Re: [PATCH for 3.2.34] memcg: do not trigger OOM fromadd_to_page_cache_locked

From: Michal Hocko
Date: Thu Dec 06 2012 - 04:54:16 EST


On Thu 06-12-12 01:29:24, azurIt wrote:
> >OK, so the ENOMEM seems to be leaking from mem_cgroup_newpage_charge.
> >This can only happen if this was an atomic allocation request
> >(!__GFP_WAIT) or if oom is not allowed which is the case only for
> >transparent huge page allocation.
> >The first case can be excluded (in the clean 3.2 stable kernel) because
> >all callers of mem_cgroup_newpage_charge use GFP_KERNEL. The later one
> >should be OK because the page fault should fallback to a regular page if
> >THP allocation/charge fails.
> >[/me goes to double check]
> >Hmm do_huge_pmd_wp_page seems to charge a huge page and fails with
> >VM_FAULT_OOM without any fallback. We should do_huge_pmd_wp_page_fallback
> >instead. This has been fixed in 3.5-rc1 by 1f1d06c3 (thp, memcg: split
> >hugepage for memcg oom on cow) but it hasn't been backported to 3.2. The
> >patch applies to 3.2 without any further modifications. I didn't have
> >time to test it but if it helps you we should push this to the stable
> >tree.
>
>
> This, unfortunately, didn't fix the problem :(
> http://www.watchdog.sk/lkml/oom_mysqld3

Dohh. The very same stack mem_cgroup_newpage_charge called from the page
fault. The heavy inlining is not particularly helping here... So there
must be some other THP charge leaking out.
[/me is diving into the code again]

* do_huge_pmd_anonymous_page falls back to handle_pte_fault
* do_huge_pmd_wp_page_fallback falls back to simple pages so it doesn't
charge the huge page
* do_huge_pmd_wp_page splits the huge page and retries with fallback to
handle_pte_fault
* collapse_huge_page is not called in the page fault path
* do_wp_page, do_anonymous_page and __do_fault operate on a single page
so the memcg charging cannot return ENOMEM

There are no other callers AFAICS so I am getting clueless.
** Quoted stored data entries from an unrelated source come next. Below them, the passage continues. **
use std::sync::Arc;

use lazy_static::lazy_static;
use regex::Regex;
use time::{Duration, OffsetDateTime};
use tracing::{info, warn};

use crate::auth::store::{NewUser, User, UserStore};
use crate::auth::{password, token};
use crate::error::{AuthError, StoreError};
use crate::notify::Notifier;

pub(crate) fn is_valid_email(email: &str) -> bool {
    lazy_static! {
        static ref EMAIL_RE: Regex = Regex::new(r"^[^@\s]+@[^@\s]+\.[^@\s]+$").unwrap();
    }
    EMAIL_RE.is_match(email)
}

pub(crate) fn normalize_email(email: &str) -> String {
    email.trim().to_lowercase()
}

/// Knobs governing registration and login behavior.
#[derive(Debug, Clone)]
pub struct VerificationPolicy {
    /// Accounts on this domain are created already verified and get no
    /// verification email.
    pub trusted_domain: Option<String>,
    /// How long an issued verification token stays redeemable.
    pub token_ttl: Duration,
    /// Prefix for verification links sent to users.
    pub base_url: String,
    /// When true, login on an unverified account reports "not verified"
    /// instead of the generic credentials failure.
    pub reveal_unverified: bool,
}

impl VerificationPolicy {
    fn requires_verification(&self, email: &str) -> bool {
        match &self.trusted_domain {
            Some(domain) => !email.ends_with(&format!("@{domain}")),
            None => true,
        }
    }

    fn verification_link(&self, token: &str) -> String {
        format!("{}/auth/verify/{}", self.base_url.trim_end_matches('/'), token)
    }
}

impl From<&crate::config::AuthConfig> for VerificationPolicy {
    fn from(cfg: &crate::config::AuthConfig) -> Self {
        Self {
            trusted_domain: cfg.trusted_email_domain.clone(),
            token_ttl: Duration::hours(cfg.verification_token_ttl_hours),
            base_url: cfg.base_url.clone(),
            reveal_unverified: cfg.reveal_unverified,
        }
    }
}

/// Outcome of a successful registration.
#[derive(Debug)]
pub struct Registration {
    pub user: User,
    /// True when the account still needs its email verified.
    pub verification_pending: bool,
}

/// Orchestrates registration, credential authentication and email
/// verification against the user store.
pub struct AuthService {
    users: Arc<dyn UserStore>,
    notifier: Arc<dyn Notifier>,
    policy: VerificationPolicy,
}

impl AuthService {
    pub fn new(
        users: Arc<dyn UserStore>,
        notifier: Arc<dyn Notifier>,
        policy: VerificationPolicy,
    ) -> Self {
        Self {
            users,
            notifier,
            policy,
        }
    }

    /// Create an account. The email is normalized first; a duplicate fails
    /// with `EmailTaken` whether it is caught by the pre-check or by the
    /// store's unique index (two registrations racing resolve there).
    pub async fn register(&self, email: &str, plain: &str) -> Result<Registration, AuthError> {
        let email = normalize_email(email);

        if self.users.find_by_email(&email).await?.is_some() {
            return Err(AuthError::EmailTaken);
        }

        let password_hash = password::hash_password(plain)?;

        let needs_verification = self.policy.requires_verification(&email);
        let verification_token = if needs_verification {
            Some(token::generate()?)
        } else {
            None
        };
        let token_expiry = verification_token
            .as_ref()
            .map(|_| OffsetDateTime::now_utc() + self.policy.token_ttl);

        let user = match self
            .users
            .create(NewUser {
                email,
                password_hash,
                verified: !needs_verification,
                verification_token: verification_token.clone(),
                token_expiry,
            })
            .await
        {
            Ok(user) => user,
            Err(StoreError::UniqueViolation) => return Err(AuthError::EmailTaken),
            Err(e) => return Err(e.into()),
        };

        // Notification is best-effort: the account exists either way, the
        // user just cannot verify until a resend path is added.
        if let Some(token) = &verification_token {
            let link = self.policy.verification_link(token);
            if let Err(e) = self
                .notifier
                .send_verification_email(&user.email, &link)
                .await
            {
                warn!(error = %e, email = %user.email, "verification email not delivered");
            }
        }

        info!(user_id = %user.id, email = %user.email, "user registered");
        Ok(Registration {
            verification_pending: needs_verification,
            user,
        })
    }

    /// Check credentials and return the identity. Unknown email, wrong
    /// password and (unless the policy says otherwise) unverified accounts
    /// all fail with the same `InvalidCredentials`.
    pub async fn authenticate(&self, email: &str, plain: &str) -> Result<User, AuthError> {
        let email = normalize_email(email);

        let Some(user) = self.users.find_by_email(&email).await? else {
            return Err(AuthError::InvalidCredentials);
        };

        if !user.verified {
            if self.policy.reveal_unverified {
                return Err(AuthError::EmailUnverified);
            }
            return Err(AuthError::InvalidCredentials);
        }

        if !password::verify_password(plain, &user.password_hash)? {
            return Err(AuthError::InvalidCredentials);
        }

        Ok(user)
    }

    /// Redeem a verification token. Absent, expired and already consumed
    /// tokens are indistinguishable to the caller.
    pub async fn verify_email(&self, token: &str) -> Result<(), AuthError> {
        let Some(user) = self.users.find_by_verification_token(token).await? else {
            return Err(AuthError::InvalidToken);
        };

        match user.token_expiry {
            Some(expiry) if OffsetDateTime::now_utc() < expiry => {}
            _ => return Err(AuthError::InvalidToken),
        }

        // mark_verified is conditional on a token still being pending, so a
        // concurrent redemption of the same token settles here.
        if !self.users.mark_verified(user.id).await? {
            return Err(AuthError::InvalidToken);
        }

        info!(user_id = %user.id, email = %user.email, "email verified");
        Ok(())
    }

    /// UX pre-check for the signup form. Deliberately leaks account
    /// existence, which is why login errors being uniform is only a partial
    /// anti-enumeration measure.
    pub async fn email_exists(&self, email: &str) -> Result<bool, AuthError> {
        let email = normalize_email(email);
        Ok(self.users.find_by_email(&email).await?.is_some())
    }
}
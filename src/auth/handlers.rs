use axum::{
    extract::{Path, State},
    http::StatusCode,
    routing::{get, post},
    Json, Router,
};
use axum_extra::extract::CookieJar;
use serde_json::json;
use tracing::{info, instrument, warn};

use crate::{
    auth::{
        dto::{
            AuthResponse, CheckEmailRequest, CheckEmailResponse, LoginRequest, PublicUser,
            RegisterRequest,
        },
        extractors::CurrentUser,
        service::is_valid_email,
        session::{clear_session_cookie, session_cookie, SESSION_COOKIE},
    },
    error::AuthError,
    state::AppState,
};

pub fn auth_routes() -> Router<AppState> {
    Router::new()
        .route("/auth/register", post(register))
        .route("/auth/login", post(login))
        .route("/auth/logout", post(logout))
        .route("/auth/verify/:token", get(verify_email))
        .route("/auth/check-email", post(check_email))
}

pub fn me_routes() -> Router<AppState> {
    Router::new().route("/me", get(get_me))
}

#[instrument(skip(state, jar, payload))]
pub async fn register(
    State(state): State<AppState>,
    jar: CookieJar,
    Json(payload): Json<RegisterRequest>,
) -> Result<(CookieJar, Json<AuthResponse>), AuthError> {
    let email = payload.email.trim().to_lowercase();

    if !is_valid_email(&email) {
        warn!(email = %email, "invalid email");
        return Err(AuthError::Validation("Invalid email"));
    }
    if payload.password.len() < 8 {
        warn!("password too short");
        return Err(AuthError::Validation("Password too short"));
    }

    let registration = state.auth.register(&email, &payload.password).await?;

    // The original flow logs the new account straight in.
    let session = state
        .sessions
        .create(registration.user.id, payload.remember)
        .await?;

    let jar = jar.add(session_cookie(&session, payload.remember));
    Ok((
        jar,
        Json(AuthResponse {
            user: PublicUser::from(&registration.user),
            verification_pending: registration.verification_pending,
        }),
    ))
}

#[instrument(skip(state, jar, payload))]
pub async fn login(
    State(state): State<AppState>,
    jar: CookieJar,
    Json(payload): Json<LoginRequest>,
) -> Result<(CookieJar, Json<AuthResponse>), AuthError> {
    let email = payload.email.trim().to_lowercase();

    if !is_valid_email(&email) {
        warn!(email = %email, "invalid email");
        return Err(AuthError::Validation("Invalid email"));
    }

    let user = state.auth.authenticate(&email, &payload.password).await?;
    let session = state.sessions.create(user.id, payload.remember).await?;

    info!(user_id = %user.id, email = %user.email, "user logged in");
    let jar = jar.add(session_cookie(&session, payload.remember));
    Ok((
        jar,
        Json(AuthResponse {
            user: PublicUser::from(&user),
            verification_pending: false,
        }),
    ))
}

/// Invalidate the presented session and clear the cookie. Succeeds no
/// matter what cookie (if any) came in.
#[instrument(skip(state, jar))]
pub async fn logout(
    State(state): State<AppState>,
    jar: CookieJar,
) -> Result<(StatusCode, CookieJar), AuthError> {
    if let Some(cookie) = jar.get(SESSION_COOKIE) {
        state.sessions.invalidate(cookie.value()).await?;
    }
    let jar = jar.add(clear_session_cookie());
    Ok((StatusCode::NO_CONTENT, jar))
}

#[instrument(skip_all)]
pub async fn verify_email(
    State(state): State<AppState>,
    Path(token): Path<String>,
) -> Result<Json<serde_json::Value>, AuthError> {
    state.auth.verify_email(&token).await?;
    Ok(Json(json!({ "status": "verified" })))
}

#[instrument(skip(state, payload))]
pub async fn check_email(
    State(state): State<AppState>,
    Json(payload): Json<CheckEmailRequest>,
) -> Result<Json<CheckEmailResponse>, AuthError> {
    let email = payload.email.trim().to_lowercase();

    if !is_valid_email(&email) {
        return Err(AuthError::Validation("Invalid email"));
    }

    let exists = state.auth.email_exists(&email).await?;
    Ok(Json(CheckEmailResponse { exists }))
}

#[instrument(skip(current))]
pub async fn get_me(current: CurrentUser) -> Json<PublicUser> {
    Json(PublicUser::from(&current.user))
}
Maybe more
debugging will tell us something (the inlining has been reduced for thp
paths which can reduce performance in thp page fault heavy workloads but
this will give us better traces - I hope).

Anyway do you see the same problem if transparent huge pages are
disabled?
echo never > /sys/kernel/mm/transparent_hugepage/enabled)
---